De slachtoffers kunnen altijd, ook al wordt het dossier zonder gevolg gesteld, een burgerlijke schadevergoeding vragen. Een burgerlijk proces is dus mogelijk. Dit moet wel uitgaan van de slachtoffers zelf. 

De Dienst Protocol van de Federale Overheidsdienst (FOD) Buitenlandse Zaken zal ook verschillende initiatieven op diplomatiek vlak opzetten die tot diens bevoegdheid behoren om een reactie op dit soort situatie te verzekeren, meer bepaald ten aanzien van de betrokken diplomaat. In deze context zal ook naar het antwoord op vraag 5-2961 worden verwezen. 

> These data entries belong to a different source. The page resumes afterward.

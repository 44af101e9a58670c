//! Credentials for the Twitter/X API v2 search endpoint.
//!
//! Credentials come from an optional TOML file and are then overlaid with
//! environment variables:
//!
//! ```toml
//! [search_tweets_v2]
//! endpoint = "https://api.x.com/2/tweets/search/recent"
//! bearer_token = "AAAA..."
//! ```
//!
//! - `SEARCHTWEETS_ENDPOINT`: Overrides the endpoint
//! - `SEARCHTWEETS_BEARER_TOKEN`: Overrides the bearer token

use log::{debug, error, info, warn};
use serde::Deserialize;
use std::env;
use std::path::Path;

use crate::error::{Result, SourceError};

/// Recent search endpoint used when neither the file nor the environment names one.
pub const DEFAULT_SEARCH_ENDPOINT: &str = "https://api.x.com/2/tweets/search/recent";

const ENDPOINT_VAR: &str = "SEARCHTWEETS_ENDPOINT";
const BEARER_TOKEN_VAR: &str = "SEARCHTWEETS_BEARER_TOKEN";

#[derive(Debug, Default, Deserialize)]
struct CredentialsFile {
    #[serde(default)]
    search_tweets_v2: CredentialsSection,
}

#[derive(Debug, Default, Deserialize)]
struct CredentialsSection {
    endpoint: Option<String>,
    bearer_token: Option<String>,
}

/// Authentication context for the search endpoint.
#[derive(Clone, PartialEq, Eq)]
pub struct Credentials {
    pub endpoint: String,
    pub bearer_token: String,
}

impl std::fmt::Debug for Credentials {
    fn fmt(&self, f: &mut std::fmt::Formatter<'_>) -> std::fmt::Result {
        f.debug_struct("Credentials")
            .field("endpoint", &self.endpoint)
            .field("bearer_token", &mask_token(&self.bearer_token))
            .finish()
    }
}

/// Masks a token for logging, keeping at most the first and last 8 characters.
pub(crate) fn mask_token(token: &str) -> String {
    let token_length = token.len();
    let prefix_end = (0..=token_length.min(8))
        .rev()
        .find(|&i| token.is_char_boundary(i))
        .unwrap_or(0);
    let prefix = &token[..prefix_end];

    if token_length > 16 {
        let suffix_start = (token_length - 8..=token_length)
            .find(|&i| token.is_char_boundary(i))
            .unwrap_or(token_length);
        format!("{}...{}", prefix, &token[suffix_start..])
    } else {
        format!("{}...", prefix)
    }
}

impl Credentials {
    /// Loads credentials from `filename` (if given) and overlays environment
    /// variables when `env_overwrite` is set.
    ///
    /// # Returns
    ///
    /// - `Ok(Credentials)`: If a non-empty bearer token was found
    /// - `Err(SourceError)`: If the file cannot be read or parsed, or no bearer token
    ///   is available
    pub fn load(filename: Option<&Path>, env_overwrite: bool) -> Result<Self> {
        let lookup = |key: &str| {
            if env_overwrite {
                env::var(key).ok()
            } else {
                None
            }
        };
        Self::load_with(filename, lookup)
    }

    pub(crate) fn load_with<F>(filename: Option<&Path>, lookup: F) -> Result<Self>
    where
        F: Fn(&str) -> Option<String>,
    {
        let mut section = match filename {
            Some(path) => {
                info!("Loading Twitter credentials from {}", path.display());
                let contents =
                    std::fs::read_to_string(path).map_err(SourceError::CredentialsFile)?;
                toml::from_str::<CredentialsFile>(&contents)?.search_tweets_v2
            }
            None => {
                debug!("No credentials file given, relying on environment variables");
                CredentialsSection::default()
            }
        };

        if let Some(endpoint) = lookup(ENDPOINT_VAR).filter(|v| !v.is_empty()) {
            info!("Found {} environment variable", ENDPOINT_VAR);
            section.endpoint = Some(endpoint);
        }
        if let Some(token) = lookup(BEARER_TOKEN_VAR).filter(|v| !v.is_empty()) {
            info!(
                "Found {} environment variable with length: {}",
                BEARER_TOKEN_VAR,
                token.len()
            );
            section.bearer_token = Some(token);
        }

        let bearer_token = match section.bearer_token.filter(|t| !t.is_empty()) {
            Some(token) => {
                debug!("Bearer token (masked): {}", mask_token(&token));
                if token.len() < 10 {
                    warn!(
                        "Bearer token seems unusually short ({} characters)",
                        token.len()
                    );
                }
                token
            }
            None => {
                error!("No bearer token found in credentials file or environment");
                return Err(SourceError::Credentials(format!(
                    "missing bearer token, set {} or provide a credentials file",
                    BEARER_TOKEN_VAR
                )));
            }
        };

        let endpoint = section
            .endpoint
            .unwrap_or_else(|| DEFAULT_SEARCH_ENDPOINT.to_string());

        info!("Twitter credentials loaded for endpoint {}", endpoint);
        Ok(Credentials {
            endpoint,
            bearer_token,
        })
    }
}
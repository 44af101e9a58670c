//! Twitter/X API integration module.
//!
//! This module contains the search client for the Twitter API v2, query and
//! request parameter construction, reshaping of raw search records, and tweet text
//! parsing.

mod api;
mod credentials;
mod pages;
mod params;
mod parsing;
mod query;

// Re-export public API
pub use api::{build_bearer_auth_header, ApiSearchClient, SearchClient};
pub use credentials::{Credentials, DEFAULT_SEARCH_ENDPOINT};
pub use pages::{attach_author, build_author_map, partition_pages, PartitionedResults, RawPage};
pub use params::{convert_lookup_period, RequestParams, SearchRequest};
pub use parsing::{ParseItem, ParsedTweet, TextCleaner, TokenKind, TweetPreprocessor};
pub use query::build_query;
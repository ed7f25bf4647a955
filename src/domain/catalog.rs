//! Word catalog: the ordered list of vocabulary pairs a deployment plays
//! through, plus article parsing for the target language.
//!
//! Loaded once at startup from a `source:target` line format. A list that
//! cannot be parsed is a fatal startup condition — the game never runs on a
//! partial catalog.

use crate::domain::{DomainError, ParsedTarget, SelectionMode, WordEntry};
use rand::Rng;

/// Articles recognized at the start of a target word (case-insensitive).
const ARTICLES: [&str; 3] = ["der", "die", "das"];

#[derive(Debug)]
pub struct WordCatalog {
    entries: Vec<WordEntry>,
}

impl WordCatalog {
    /// Parse the line-oriented word list: one `source:target` pair per line,
    /// blank lines skipped. Errors name the offending line.
    pub fn parse(text: &str) -> Result<Self, DomainError> {
        let mut entries = Vec::new();
        for (idx, raw) in text.lines().enumerate() {
            let line = raw.trim();
            if line.is_empty() {
                continue;
            }
            let (source, target) = line.split_once(':').ok_or_else(|| {
                DomainError::Catalog(format!("line {}: missing ':' separator", idx + 1))
            })?;
            let source = source.trim();
            let target = target.trim();
            if source.is_empty() || target.is_empty() {
                return Err(DomainError::Catalog(format!(
                    "line {}: empty source or target word",
                    idx + 1
                )));
            }
            entries.push(WordEntry {
                source: source.to_string(),
                target: target.to_string(),
            });
        }
        if entries.is_empty() {
            return Err(DomainError::Catalog("word list contains no entries".into()));
        }
        Ok(Self { entries })
    }

    /// Pick the next word. Sequential mode reads at `cursor` and returns the
    /// advanced cursor, wrapping to 0 on exhaustion (never errors). Random
    /// mode returns a uniform pick and leaves the cursor untouched.
    pub fn next(&self, mode: SelectionMode, cursor: usize) -> (WordEntry, usize) {
        match mode {
            SelectionMode::Sequential => {
                let idx = if cursor >= self.entries.len() { 0 } else { cursor };
                (self.entries[idx].clone(), idx + 1)
            }
            SelectionMode::Random => {
                let idx = rand::thread_rng().gen_range(0..self.entries.len());
                (self.entries[idx].clone(), cursor)
            }
        }
    }

    /// Split a target word into article and root. The article must be one of
    /// `der`/`die`/`das` (any casing) followed by whitespace; otherwise the
    /// whole word is the root.
    pub fn parse_article(target: &str) -> ParsedTarget {
        let mut parts = target.split_whitespace();
        if let Some(first) = parts.next() {
            if ARTICLES.iter().any(|a| first.eq_ignore_ascii_case(a)) {
                let root = parts.collect::<Vec<_>>().join(" ");
                if !root.is_empty() {
                    return ParsedTarget {
                        article: Some(first.to_string()),
                        root,
                    };
                }
            }
        }
        ParsedTarget {
            article: None,
            root: target.trim().to_string(),
        }
    }

    pub fn len(&self) -> usize {
        self.entries.len()
    }

    pub fn is_empty(&self) -> bool {
        self.entries.is_empty()
    }
}

#[cfg(test)]
mod tests {
    use super::*;

    fn catalog(text: &str) -> WordCatalog {
        WordCatalog::parse(text).unwrap()
    }

    #[test]
    fn test_parse_skips_blank_lines_and_trims() {
        let cat = catalog("Katze: die Katze\n\n  Buch :Buch  \n");
        assert_eq!(cat.len(), 2);
        let (first, _) = cat.next(SelectionMode::Sequential, 0);
        assert_eq!(first.source, "Katze");
        assert_eq!(first.target, "die Katze");
    }

    #[test]
    fn test_parse_missing_separator_is_error() {
        let err = WordCatalog::parse("Katze die Katze").unwrap_err();
        assert!(err.to_string().contains("line 1"));
    }

    #[test]
    fn test_parse_empty_side_is_error() {
        assert!(WordCatalog::parse(":die Katze").is_err());
        assert!(WordCatalog::parse("Katze:").is_err());
    }

    #[test]
    fn test_parse_empty_list_is_error() {
        assert!(WordCatalog::parse("\n\n").is_err());
    }

    #[test]
    fn test_sequential_wraps_to_start() {
        let cat = catalog("a:A\nb:B");
        let (w0, c1) = cat.next(SelectionMode::Sequential, 0);
        let (w1, c2) = cat.next(SelectionMode::Sequential, c1);
        assert_eq!((w0.source.as_str(), w1.source.as_str()), ("a", "b"));
        assert_eq!(c2, 2);
        // Exhausted cursor wraps instead of erroring.
        let (w2, c3) = cat.next(SelectionMode::Sequential, c2);
        assert_eq!(w2.source, "a");
        assert_eq!(c3, 1);
    }

    #[test]
    fn test_random_leaves_cursor_untouched() {
        let cat = catalog("a:A\nb:B\nc:C");
        for _ in 0..20 {
            let (entry, cursor) = cat.next(SelectionMode::Random, 7);
            assert_eq!(cursor, 7);
            assert!(["A", "B", "C"].contains(&entry.target.as_str()));
        }
    }

    #[test]
    fn test_parse_article_splits_known_articles() {
        let parsed = WordCatalog::parse_article("die Katze");
        assert_eq!(parsed.article.as_deref(), Some("die"));
        assert_eq!(parsed.root, "Katze");
        assert!(parsed.has_article());
    }

    #[test]
    fn test_parse_article_is_case_insensitive() {
        let parsed = WordCatalog::parse_article("DER Hund");
        assert_eq!(parsed.article.as_deref(), Some("DER"));
        assert_eq!(parsed.root, "Hund");
    }

    #[test]
    fn test_parse_article_without_article() {
        let parsed = WordCatalog::parse_article("Buch");
        assert_eq!(parsed.article, None);
        assert_eq!(parsed.root, "Buch");
        assert!(!parsed.has_article());
    }

    #[test]
    fn test_parse_article_bare_article_is_root() {
        // "die" alone has no remainder, so it is treated as a bare word.
        let parsed = WordCatalog::parse_article("die");
        assert_eq!(parsed.article, None);
        assert_eq!(parsed.root, "die");
    }

    #[test]
    fn test_parse_article_multiword_root() {
        let parsed = WordCatalog::parse_article("das  kalte   Wasser");
        assert_eq!(parsed.article.as_deref(), Some("das"));
        assert_eq!(parsed.root, "kalte Wasser");
    }
}
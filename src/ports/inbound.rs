//! Inbound port. The transport adapter feeds chat events into the
//! application.

use crate::domain::{ChatEvent, DomainError};

/// Stream of inbound chat events. The adapter parses raw updates (including
/// command routing) before they reach the core.
#[async_trait::async_trait]
pub trait UpdateSource: Send + Sync {
    /// Next event, or `None` when the transport has shut down.
    async fn next_event(&self) -> Result<Option<ChatEvent>, DomainError>;
}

Er bestaat ten slotte een overleg tussen de departementen, meer bepaald via de Interdepartementale coördinatiecel ter bestrijding van de mensensmokkel en de mensenhandel. Dit overleg handelt niet over individuele dossiers maar is gericht op het harmoniseren van de algemene respons op de problematiek van mensenhandel en mensensmokkel. Het is in dit opzicht dat een specifiek deel van de omzendbrief van 2008 aan de problematiek van de uitbuiting binnen het diplomatieke milieu werd gewijd.